_WHAT IS REQUIRED_. Looking at the data below, count the lines that contain the string "masses". Write only the total.

[Dataset entries]
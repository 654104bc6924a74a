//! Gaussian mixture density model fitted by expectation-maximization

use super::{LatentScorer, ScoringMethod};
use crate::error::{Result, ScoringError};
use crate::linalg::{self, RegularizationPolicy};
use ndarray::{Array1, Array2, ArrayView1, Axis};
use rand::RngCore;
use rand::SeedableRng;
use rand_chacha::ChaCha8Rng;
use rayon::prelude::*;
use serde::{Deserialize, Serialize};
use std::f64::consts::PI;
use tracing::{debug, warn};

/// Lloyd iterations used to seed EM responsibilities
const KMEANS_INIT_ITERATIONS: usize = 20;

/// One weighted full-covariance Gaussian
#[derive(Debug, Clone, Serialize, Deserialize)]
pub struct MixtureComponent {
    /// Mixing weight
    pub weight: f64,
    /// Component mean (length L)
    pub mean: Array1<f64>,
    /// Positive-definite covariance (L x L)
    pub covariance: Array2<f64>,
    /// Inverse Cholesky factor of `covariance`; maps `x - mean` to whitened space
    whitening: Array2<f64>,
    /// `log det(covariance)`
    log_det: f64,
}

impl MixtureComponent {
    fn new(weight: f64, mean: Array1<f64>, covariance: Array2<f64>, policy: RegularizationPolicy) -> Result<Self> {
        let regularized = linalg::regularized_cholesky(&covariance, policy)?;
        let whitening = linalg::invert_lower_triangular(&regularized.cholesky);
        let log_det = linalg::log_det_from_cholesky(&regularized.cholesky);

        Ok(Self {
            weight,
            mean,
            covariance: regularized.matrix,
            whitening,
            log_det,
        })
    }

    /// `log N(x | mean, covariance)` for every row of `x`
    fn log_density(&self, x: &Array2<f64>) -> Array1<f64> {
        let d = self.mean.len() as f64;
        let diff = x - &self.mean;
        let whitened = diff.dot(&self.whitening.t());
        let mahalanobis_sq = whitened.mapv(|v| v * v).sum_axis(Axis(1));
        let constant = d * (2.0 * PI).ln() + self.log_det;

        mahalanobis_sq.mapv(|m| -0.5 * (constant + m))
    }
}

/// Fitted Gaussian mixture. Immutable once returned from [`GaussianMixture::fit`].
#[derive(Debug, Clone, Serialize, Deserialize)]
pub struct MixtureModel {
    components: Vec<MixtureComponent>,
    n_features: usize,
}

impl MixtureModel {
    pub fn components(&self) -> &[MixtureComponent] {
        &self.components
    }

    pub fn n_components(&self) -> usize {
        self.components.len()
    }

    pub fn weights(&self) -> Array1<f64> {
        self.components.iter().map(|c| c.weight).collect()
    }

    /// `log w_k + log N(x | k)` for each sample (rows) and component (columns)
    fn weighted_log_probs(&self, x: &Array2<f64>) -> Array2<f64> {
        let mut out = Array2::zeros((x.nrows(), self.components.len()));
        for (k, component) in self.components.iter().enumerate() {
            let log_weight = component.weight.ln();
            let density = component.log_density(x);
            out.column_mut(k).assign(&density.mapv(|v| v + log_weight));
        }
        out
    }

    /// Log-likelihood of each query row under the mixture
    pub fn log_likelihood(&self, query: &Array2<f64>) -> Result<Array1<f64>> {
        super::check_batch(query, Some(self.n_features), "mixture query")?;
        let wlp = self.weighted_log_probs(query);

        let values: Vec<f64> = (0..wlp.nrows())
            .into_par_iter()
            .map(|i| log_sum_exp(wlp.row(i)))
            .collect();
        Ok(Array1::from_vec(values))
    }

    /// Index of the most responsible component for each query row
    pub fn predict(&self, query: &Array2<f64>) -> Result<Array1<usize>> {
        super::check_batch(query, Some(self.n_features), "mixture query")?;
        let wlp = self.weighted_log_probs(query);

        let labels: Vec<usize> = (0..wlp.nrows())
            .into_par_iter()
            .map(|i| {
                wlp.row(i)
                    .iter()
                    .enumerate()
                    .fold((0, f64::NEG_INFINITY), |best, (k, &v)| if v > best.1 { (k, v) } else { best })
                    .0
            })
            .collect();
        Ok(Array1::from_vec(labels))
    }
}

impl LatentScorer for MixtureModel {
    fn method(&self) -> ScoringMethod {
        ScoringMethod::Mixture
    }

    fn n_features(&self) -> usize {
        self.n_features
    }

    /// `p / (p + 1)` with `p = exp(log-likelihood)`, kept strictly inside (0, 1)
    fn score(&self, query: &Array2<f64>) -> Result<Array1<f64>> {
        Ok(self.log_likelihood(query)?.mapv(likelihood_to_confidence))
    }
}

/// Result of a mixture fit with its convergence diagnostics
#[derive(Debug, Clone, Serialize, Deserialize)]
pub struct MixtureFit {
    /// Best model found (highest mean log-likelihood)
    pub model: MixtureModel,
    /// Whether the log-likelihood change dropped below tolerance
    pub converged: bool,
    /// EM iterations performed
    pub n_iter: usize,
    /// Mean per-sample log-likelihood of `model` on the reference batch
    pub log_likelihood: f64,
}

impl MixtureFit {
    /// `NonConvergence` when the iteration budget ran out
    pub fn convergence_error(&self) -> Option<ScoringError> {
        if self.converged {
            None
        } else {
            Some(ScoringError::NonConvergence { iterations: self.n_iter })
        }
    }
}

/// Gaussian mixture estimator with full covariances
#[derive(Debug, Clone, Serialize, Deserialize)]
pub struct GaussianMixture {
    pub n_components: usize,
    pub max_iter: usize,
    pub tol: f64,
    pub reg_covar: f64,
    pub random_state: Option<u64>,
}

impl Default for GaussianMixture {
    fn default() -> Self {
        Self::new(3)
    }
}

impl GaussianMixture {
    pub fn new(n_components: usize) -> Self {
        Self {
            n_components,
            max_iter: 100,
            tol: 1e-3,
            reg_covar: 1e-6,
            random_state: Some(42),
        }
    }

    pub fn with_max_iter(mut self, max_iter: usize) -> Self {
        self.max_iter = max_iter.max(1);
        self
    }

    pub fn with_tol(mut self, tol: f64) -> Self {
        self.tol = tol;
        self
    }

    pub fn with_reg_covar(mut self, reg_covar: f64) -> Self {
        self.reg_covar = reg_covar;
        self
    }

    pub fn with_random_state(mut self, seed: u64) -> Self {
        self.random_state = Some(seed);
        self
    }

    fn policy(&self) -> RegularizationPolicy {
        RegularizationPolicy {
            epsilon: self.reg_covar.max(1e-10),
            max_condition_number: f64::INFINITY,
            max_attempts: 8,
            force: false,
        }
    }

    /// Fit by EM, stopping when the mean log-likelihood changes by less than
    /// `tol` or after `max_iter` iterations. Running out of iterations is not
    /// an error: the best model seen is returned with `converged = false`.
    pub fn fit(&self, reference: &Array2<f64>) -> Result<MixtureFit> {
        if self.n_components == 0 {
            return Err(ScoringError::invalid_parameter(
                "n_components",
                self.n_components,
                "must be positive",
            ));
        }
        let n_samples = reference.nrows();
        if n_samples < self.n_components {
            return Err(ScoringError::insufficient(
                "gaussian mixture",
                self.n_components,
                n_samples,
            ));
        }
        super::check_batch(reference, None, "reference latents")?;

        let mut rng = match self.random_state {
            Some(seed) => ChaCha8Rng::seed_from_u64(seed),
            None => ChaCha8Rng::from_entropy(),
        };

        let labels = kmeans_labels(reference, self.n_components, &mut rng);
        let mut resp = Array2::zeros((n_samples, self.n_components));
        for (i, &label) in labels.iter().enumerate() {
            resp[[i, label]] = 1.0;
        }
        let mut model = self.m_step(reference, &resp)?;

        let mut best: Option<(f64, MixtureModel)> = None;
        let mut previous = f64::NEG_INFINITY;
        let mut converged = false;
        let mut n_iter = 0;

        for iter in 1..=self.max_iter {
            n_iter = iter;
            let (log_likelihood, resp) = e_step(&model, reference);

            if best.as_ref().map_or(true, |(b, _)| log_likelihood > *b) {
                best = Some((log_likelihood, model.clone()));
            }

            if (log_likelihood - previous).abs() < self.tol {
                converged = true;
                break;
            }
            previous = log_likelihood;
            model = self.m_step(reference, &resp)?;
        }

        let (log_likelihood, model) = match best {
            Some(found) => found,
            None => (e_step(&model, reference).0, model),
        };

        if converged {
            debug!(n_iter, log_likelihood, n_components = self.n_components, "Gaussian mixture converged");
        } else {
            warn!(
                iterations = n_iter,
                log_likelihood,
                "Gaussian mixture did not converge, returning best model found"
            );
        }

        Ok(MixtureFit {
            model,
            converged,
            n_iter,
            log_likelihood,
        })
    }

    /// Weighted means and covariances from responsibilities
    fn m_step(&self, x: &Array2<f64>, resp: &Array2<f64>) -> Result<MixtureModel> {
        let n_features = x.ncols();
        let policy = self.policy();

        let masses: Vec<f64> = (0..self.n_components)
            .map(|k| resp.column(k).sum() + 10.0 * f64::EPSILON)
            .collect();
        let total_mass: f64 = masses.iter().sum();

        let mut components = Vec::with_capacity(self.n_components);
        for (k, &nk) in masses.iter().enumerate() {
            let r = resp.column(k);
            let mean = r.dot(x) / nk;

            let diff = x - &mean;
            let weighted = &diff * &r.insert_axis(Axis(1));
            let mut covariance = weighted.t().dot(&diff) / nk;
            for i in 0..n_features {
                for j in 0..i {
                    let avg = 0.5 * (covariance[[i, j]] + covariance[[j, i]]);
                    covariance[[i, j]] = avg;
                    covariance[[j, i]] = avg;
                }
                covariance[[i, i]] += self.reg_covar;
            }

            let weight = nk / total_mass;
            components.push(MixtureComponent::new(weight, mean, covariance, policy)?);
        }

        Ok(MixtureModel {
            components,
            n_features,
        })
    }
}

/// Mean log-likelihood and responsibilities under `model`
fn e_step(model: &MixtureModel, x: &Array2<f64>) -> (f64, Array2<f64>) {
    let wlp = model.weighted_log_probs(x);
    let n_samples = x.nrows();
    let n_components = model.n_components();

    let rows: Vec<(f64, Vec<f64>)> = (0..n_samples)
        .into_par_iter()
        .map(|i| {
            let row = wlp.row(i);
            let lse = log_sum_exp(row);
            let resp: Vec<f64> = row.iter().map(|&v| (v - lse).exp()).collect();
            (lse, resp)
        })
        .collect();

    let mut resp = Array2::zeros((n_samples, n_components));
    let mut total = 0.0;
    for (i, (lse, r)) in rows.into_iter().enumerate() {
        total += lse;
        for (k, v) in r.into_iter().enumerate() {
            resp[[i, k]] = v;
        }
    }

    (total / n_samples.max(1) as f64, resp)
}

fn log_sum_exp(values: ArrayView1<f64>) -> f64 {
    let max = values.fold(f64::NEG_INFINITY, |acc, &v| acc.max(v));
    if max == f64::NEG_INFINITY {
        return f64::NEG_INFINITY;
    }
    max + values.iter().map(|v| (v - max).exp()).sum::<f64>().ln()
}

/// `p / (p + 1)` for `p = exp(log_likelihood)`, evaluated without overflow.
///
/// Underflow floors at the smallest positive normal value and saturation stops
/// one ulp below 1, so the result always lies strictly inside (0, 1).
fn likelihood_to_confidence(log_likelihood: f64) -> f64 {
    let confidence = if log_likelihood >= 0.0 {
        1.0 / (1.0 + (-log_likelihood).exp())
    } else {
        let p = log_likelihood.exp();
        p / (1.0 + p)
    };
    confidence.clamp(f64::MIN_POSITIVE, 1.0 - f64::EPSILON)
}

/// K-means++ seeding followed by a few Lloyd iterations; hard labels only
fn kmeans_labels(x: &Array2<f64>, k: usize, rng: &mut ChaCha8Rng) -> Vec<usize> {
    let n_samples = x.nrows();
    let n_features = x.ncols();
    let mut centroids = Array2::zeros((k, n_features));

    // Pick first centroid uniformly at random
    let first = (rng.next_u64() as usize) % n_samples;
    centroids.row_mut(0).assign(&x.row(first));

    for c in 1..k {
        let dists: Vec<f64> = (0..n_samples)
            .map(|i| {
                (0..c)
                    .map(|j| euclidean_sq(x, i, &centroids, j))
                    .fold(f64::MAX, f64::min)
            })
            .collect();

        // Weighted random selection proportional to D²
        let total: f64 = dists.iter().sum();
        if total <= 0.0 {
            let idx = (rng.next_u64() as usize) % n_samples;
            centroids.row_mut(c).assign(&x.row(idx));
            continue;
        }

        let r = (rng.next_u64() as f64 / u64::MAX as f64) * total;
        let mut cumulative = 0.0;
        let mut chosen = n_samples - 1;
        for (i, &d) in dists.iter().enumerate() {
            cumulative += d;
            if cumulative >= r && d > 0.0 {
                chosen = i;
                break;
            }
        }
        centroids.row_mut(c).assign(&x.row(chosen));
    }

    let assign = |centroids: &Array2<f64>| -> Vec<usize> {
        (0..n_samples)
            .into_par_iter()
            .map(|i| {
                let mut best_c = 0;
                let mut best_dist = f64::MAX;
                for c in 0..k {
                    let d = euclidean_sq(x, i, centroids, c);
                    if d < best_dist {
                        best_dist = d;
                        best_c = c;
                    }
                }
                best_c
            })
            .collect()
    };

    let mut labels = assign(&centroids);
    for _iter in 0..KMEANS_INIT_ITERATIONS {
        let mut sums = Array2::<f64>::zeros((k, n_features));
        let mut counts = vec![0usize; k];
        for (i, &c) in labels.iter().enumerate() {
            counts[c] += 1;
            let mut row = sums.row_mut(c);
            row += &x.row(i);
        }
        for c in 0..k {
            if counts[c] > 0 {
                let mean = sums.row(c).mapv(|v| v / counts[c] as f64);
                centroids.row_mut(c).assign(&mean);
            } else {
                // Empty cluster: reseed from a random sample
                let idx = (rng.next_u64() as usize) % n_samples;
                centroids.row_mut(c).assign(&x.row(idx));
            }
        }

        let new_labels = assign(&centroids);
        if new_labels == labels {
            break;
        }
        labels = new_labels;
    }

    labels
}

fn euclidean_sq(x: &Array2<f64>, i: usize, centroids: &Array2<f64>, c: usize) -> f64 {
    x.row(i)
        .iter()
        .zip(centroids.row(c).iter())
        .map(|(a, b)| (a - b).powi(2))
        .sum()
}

_YOUR RESPONSE_. 3